**Directions**.
Which lines below mention "else"? Pick each one out.

(Items from a dataset)
.....

//! Driving port for registering and unregistering meetup attendance.

use async_trait::async_trait;
use serde::{Deserialize, Serialize};
use utoipa::ToSchema;
use uuid::Uuid;

use crate::domain::{Error, UserId};

/// Roster state returned after a successful register or unregister.
#[derive(Debug, Clone, PartialEq, Eq, Serialize, Deserialize, ToSchema)]
#[serde(rename_all = "camelCase")]
pub struct AttendancePayload {
    /// The affected meetup.
    pub meetup_id: Uuid,
    /// Attendance count after the operation.
    pub registered_count: i64,
    /// Whether the caller is registered after the operation.
    pub is_registered: bool,
}

/// Driving port for the attendance roster.
#[cfg_attr(test, mockall::automock)]
#[async_trait]
pub trait AttendanceCommand: Send + Sync {
    /// Register the user for a meetup.
    ///
    /// Fails with not-found when the meetup is missing, and with validation
    /// errors carrying the `capacity_exceeded` or `already_registered`
    /// detail codes when the roster rejects the registration.
    async fn register(&self, user_id: &UserId, meetup_id: Uuid)
    -> Result<AttendancePayload, Error>;

    /// Remove the user's registration for a meetup.
    ///
    /// Fails with not-found when no registration exists. Any review the user
    /// has already written survives.
    async fn unregister(
        &self,
        user_id: &UserId,
        meetup_id: Uuid,
    ) -> Result<AttendancePayload, Error>;
}
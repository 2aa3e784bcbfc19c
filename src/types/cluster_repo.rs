// Copyright 2026, Jeroen van Erp <jeroen@geeko.me>
// SPDX-License-Identifier: Apache-2.0
use kube::CustomResource;
use serde::{Deserialize, Serialize};

#[derive(CustomResource, Serialize, Deserialize, Clone, Debug, Default, schemars::JsonSchema)]
#[kube(group = "catalog.cattle.io", version = "v1", kind = "ClusterRepo")]
#[serde(rename_all = "camelCase")]
pub struct ClusterRepoSpec {
    #[serde(skip_serializing_if = "Option::is_none")]
    pub url: Option<String>,
    #[serde(skip_serializing_if = "Option::is_none")]
    pub git_repo: Option<String>,
    #[serde(skip_serializing_if = "Option::is_none")]
    pub git_branch: Option<String>,
}
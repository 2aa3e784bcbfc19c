// Copyright 2026, Jeroen van Erp <jeroen@geeko.me>
// SPDX-License-Identifier: Apache-2.0

//! AuthConfig reconciler - maintains the cleanup lock of auth providers and
//! cleans up after providers that get disabled.
//!
//! Deleted auth configs are not cleaned up; admins are expected to disable a
//! provider rather than delete its auth config.

use crate::auth::{CleanupLock, CleanupService, CleanupStep};
use crate::constants::{annotations, REQUEUE_SECS};
use crate::error::{ControllerError, Result};
use crate::types::AuthConfig;
use futures::StreamExt;
use kube::{
    api::{Patch, PatchParams},
    runtime::{controller::Action, watcher, Controller},
    Api, Client, ResourceExt,
};
use std::sync::Arc;
use std::time::Duration;
use tracing::{debug, error, info, instrument, warn};

pub struct AuthConfigReconciler {
    client: Client,
    cleanup: Arc<dyn CleanupService>,
}

impl AuthConfigReconciler {
    pub fn new(client: Client, cleanup: Arc<dyn CleanupService>) -> Self {
        Self { client, cleanup }
    }

    pub async fn run(self) -> anyhow::Result<()> {
        let auth_configs: Api<AuthConfig> = Api::all(self.client.clone());
        let context = Arc::new(self);

        Controller::new(auth_configs, watcher::Config::default())
            .run(reconcile, error_policy, context)
            .for_each(|res| async move {
                match res {
                    Ok(o) => debug!("Reconciled auth config: {:?}", o),
                    Err(e) => warn!("Reconciliation error: {:?}", e),
                }
            })
            .await;

        Ok(())
    }

    /// Write the cleanup lock annotation, leaving everything else untouched
    #[instrument(skip(self))]
    async fn set_cleanup_lock(&self, name: &str, lock: &CleanupLock) -> Result<()> {
        let Some(value) = lock.as_annotation() else {
            return Ok(());
        };
        let auth_configs: Api<AuthConfig> = Api::all(self.client.clone());
        let patch = serde_json::json!({
            "metadata": {
                "annotations": { annotations::AUTH_PROVIDER_CLEANUP: value }
            }
        });
        auth_configs
            .patch(name, &PatchParams::default(), &Patch::Merge(&patch))
            .await?;
        debug!("Set cleanup lock of auth config {} to {}", name, value);
        Ok(())
    }
}

async fn reconcile(config: Arc<AuthConfig>, ctx: Arc<AuthConfigReconciler>) -> Result<Action> {
    let name = config.name_any();
    let lock = CleanupLock::from_annotation(config.annotation(annotations::AUTH_PROVIDER_CLEANUP));

    match lock.next(config.enabled) {
        CleanupStep::Annotate(next) => {
            ctx.set_cleanup_lock(&name, &next).await?;
        }
        CleanupStep::CleanupThenLock => {
            ctx.cleanup.run(&config).await?;
            info!(
                "Auth provider {} has been cleaned up successfully. Locking down its cleanup operation...",
                name
            );
            ctx.set_cleanup_lock(&name, &CleanupLock::RancherLocked)
                .await?;
        }
        CleanupStep::Refuse(CleanupLock::Invalid(value)) => {
            warn!(
                "Refusing to clean up auth provider {} because its auth config annotation {} is invalid: {}",
                name,
                annotations::AUTH_PROVIDER_CLEANUP,
                value
            );
        }
        CleanupStep::Refuse(lock) => {
            info!(
                "Refusing to clean up auth provider {} because its auth config annotation {} is set to {}.",
                name,
                annotations::AUTH_PROVIDER_CLEANUP,
                lock
            );
        }
        CleanupStep::Keep => {
            if let CleanupLock::Invalid(value) = &lock {
                warn!(
                    "Auth config {} has an invalid {} annotation: {}",
                    name,
                    annotations::AUTH_PROVIDER_CLEANUP,
                    value
                );
            }
        }
    }

    Ok(Action::await_change())
}

fn error_policy(
    _config: Arc<AuthConfig>,
    error: &ControllerError,
    _ctx: Arc<AuthConfigReconciler>,
) -> Action {
    error!("Reconciliation error: {}", error);
    Action::requeue(Duration::from_secs(REQUEUE_SECS))
}

#[cfg(test)]
mod tests {
    use super::*;
    use crate::test_utils::MockService;
    use async_trait::async_trait;
    use kube::api::ObjectMeta;
    use std::collections::BTreeMap;
    use std::sync::atomic::{AtomicUsize, Ordering};

    const AUTH_CONFIG_PATH: &str = "/apis/management.cattle.io/v3/authconfigs/github";

    #[derive(Default)]
    struct FakeCleanup {
        runs: AtomicUsize,
        fail: bool,
    }

    #[async_trait]
    impl CleanupService for FakeCleanup {
        async fn run(&self, _config: &AuthConfig) -> Result<()> {
            self.runs.fetch_add(1, Ordering::SeqCst);
            if self.fail {
                return Err(ControllerError::Cleanup("test error".to_string()));
            }
            Ok(())
        }
    }

    fn auth_config(lock: Option<&str>, enabled: bool) -> AuthConfig {
        AuthConfig {
            metadata: ObjectMeta {
                name: Some("github".to_string()),
                annotations: lock.map(|value| {
                    BTreeMap::from([(
                        annotations::AUTH_PROVIDER_CLEANUP.to_string(),
                        value.to_string(),
                    )])
                }),
                ..Default::default()
            },
            type_: "githubConfig".to_string(),
            enabled,
        }
    }

    fn mock() -> MockService {
        let body = serde_json::to_string(&auth_config(None, false)).unwrap();
        MockService::new().on_patch(AUTH_CONFIG_PATH, 200, &body)
    }

    async fn sync(
        mock: &MockService,
        cleanup: Arc<FakeCleanup>,
        config: AuthConfig,
    ) -> Result<Action> {
        let ctx = Arc::new(AuthConfigReconciler::new(mock.client(), cleanup));
        reconcile(Arc::new(config), ctx).await
    }

    fn patched_locks(mock: &MockService) -> Vec<String> {
        mock.requests_with_method("PATCH")
            .iter()
            .map(|r| {
                r.json()["metadata"]["annotations"][annotations::AUTH_PROVIDER_CLEANUP]
                    .as_str()
                    .unwrap()
                    .to_string()
            })
            .collect()
    }

    #[tokio::test]
    async fn test_unset_and_disabled_locks_without_cleanup() {
        let mock = mock();
        let cleanup = Arc::new(FakeCleanup::default());

        sync(&mock, cleanup.clone(), auth_config(None, false))
            .await
            .unwrap();

        assert_eq!(patched_locks(&mock), vec!["rancher-locked"]);
        assert_eq!(cleanup.runs.load(Ordering::SeqCst), 0);
    }

    #[tokio::test]
    async fn test_unset_and_enabled_unlocks() {
        let mock = mock();
        let cleanup = Arc::new(FakeCleanup::default());

        sync(&mock, cleanup.clone(), auth_config(Some(""), true))
            .await
            .unwrap();

        assert_eq!(patched_locks(&mock), vec!["unlocked"]);
        assert_eq!(cleanup.runs.load(Ordering::SeqCst), 0);
    }

    #[tokio::test]
    async fn test_enabling_rancher_locked_provider_unlocks() {
        let mock = mock();
        let cleanup = Arc::new(FakeCleanup::default());

        sync(&mock, cleanup.clone(), auth_config(Some("rancher-locked"), true))
            .await
            .unwrap();

        assert_eq!(patched_locks(&mock), vec!["unlocked"]);
    }

    #[tokio::test]
    async fn test_disabling_unlocked_provider_cleans_up_once() {
        let mock = mock();
        let cleanup = Arc::new(FakeCleanup::default());

        sync(&mock, cleanup.clone(), auth_config(Some("unlocked"), false))
            .await
            .unwrap();

        assert_eq!(cleanup.runs.load(Ordering::SeqCst), 1);
        assert_eq!(patched_locks(&mock), vec!["rancher-locked"]);
        assert_eq!(mock.requests()[0].path, AUTH_CONFIG_PATH);
    }

    #[tokio::test]
    async fn test_failed_cleanup_keeps_lock() {
        let mock = mock();
        let cleanup = Arc::new(FakeCleanup {
            fail: true,
            ..Default::default()
        });

        let result = sync(&mock, cleanup.clone(), auth_config(Some("unlocked"), false)).await;

        assert!(result.is_err());
        assert_eq!(cleanup.runs.load(Ordering::SeqCst), 1);
        assert!(mock.requests().is_empty());
    }

    #[tokio::test]
    async fn test_locked_providers_are_left_alone() {
        for lock in ["rancher-locked", "user-locked", "garbage"] {
            let mock = mock();
            let cleanup = Arc::new(FakeCleanup::default());

            sync(&mock, cleanup.clone(), auth_config(Some(lock), false))
                .await
                .unwrap();

            assert!(mock.requests().is_empty(), "lock {}", lock);
            assert_eq!(cleanup.runs.load(Ordering::SeqCst), 0, "lock {}", lock);
        }
    }

    #[tokio::test]
    async fn test_enabled_user_locked_provider_is_left_alone() {
        let mock = mock();
        let cleanup = Arc::new(FakeCleanup::default());

        sync(&mock, cleanup.clone(), auth_config(Some("user-locked"), true))
            .await
            .unwrap();

        assert!(mock.requests().is_empty());
    }

    #[tokio::test]
    async fn test_failed_patch_is_returned() {
        let mock = MockService::new();
        let cleanup = Arc::new(FakeCleanup::default());

        assert!(sync(&mock, cleanup, auth_config(None, true)).await.is_err());
    }
}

.....

**Answer box**.
    /// Write the cleanup lock annotation, leaving everything else untouched
        let Some(value) = lock.as_annotation() else {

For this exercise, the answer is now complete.